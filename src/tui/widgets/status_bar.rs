use ratatui::Frame;
use ratatui::layout::Rect;
use ratatui::style::{Modifier, Style};
use ratatui::widgets::Paragraph;

use crate::config::Config;
use crate::tui::widgets::color::{get_contrast_text_color, parse_color};

pub fn render_status_bar(
    f: &mut Frame,
    area: Rect,
    message: Option<&String>,
    key_hints: &[String],
    config: &Config,
) {
    let active_theme = config.get_active_theme();
    let fg_color = parse_color(&active_theme.fg);
    let bg_color = parse_color(&active_theme.bg);
    let highlight_bg = parse_color(&active_theme.highlight_bg);

    let (mut content, style) = if let Some(msg) = message {
        // Status messages get a highlighted background for visibility
        let msg_fg = get_contrast_text_color(highlight_bg);
        (
            msg.clone(),
            Style::default().fg(msg_fg).bg(highlight_bg).add_modifier(Modifier::BOLD),
        )
    } else {
        // Key hints with bullet separators; fit as many as the width allows
        let max_width = area.width as usize;
        let separator = " • ";
        let separator_len = separator.chars().count();

        let mut hints_text = String::new();
        for (i, hint) in key_hints.iter().enumerate() {
            let hint_len = hint.chars().count();
            let current_len = hints_text.chars().count();

            let would_be_len = if i == 0 {
                hint_len
            } else {
                current_len + separator_len + hint_len
            };

            if would_be_len > max_width {
                if !hints_text.is_empty() {
                    let ellipsis = "...";
                    let ellipsis_len = ellipsis.chars().count();
                    if current_len + ellipsis_len <= max_width {
                        hints_text.push_str(ellipsis);
                    } else {
                        let truncate_to = max_width.saturating_sub(ellipsis_len);
                        hints_text = hints_text.chars().take(truncate_to).collect::<String>();
                        hints_text.push_str(ellipsis);
                    }
                } else if i == 0 {
                    // Even the first hint is too long, truncate it with ellipsis
                    let ellipsis = "...";
                    let truncate_to = max_width.saturating_sub(ellipsis.chars().count());
                    hints_text = hint.chars().take(truncate_to).collect::<String>();
                    hints_text.push_str(ellipsis);
                }
                break;
            }

            if i > 0 {
                hints_text.push_str(separator);
            }
            hints_text.push_str(hint);
        }

        (hints_text, Style::default().fg(fg_color).bg(bg_color))
    };

    // Truncate long status messages to the available width
    if message.is_some() {
        let max_width = area.width as usize;
        if content.chars().count() > max_width {
            content = content.chars().take(max_width.saturating_sub(3)).collect::<String>() + "...";
        }
    }

    // Simple 1-line display, no Block wrapper
    let paragraph = Paragraph::new(content)
        .style(style)
        .wrap(ratatui::widgets::Wrap { trim: true });

    f.render_widget(paragraph, area);
}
****************************************
ABOUT THIS EXERCISE - Lines of the listing above that hold the string "widgets" should each be copied.

RESPONSE FOR THIS EXERCISE -
filename src/tui/widgets/status_bar.rs
use ratatui::widgets::Paragraph;
use crate::tui::widgets::color::{get_contrast_text_color, parse_color};
        .wrap(ratatui::widgets::Wrap { trim: true });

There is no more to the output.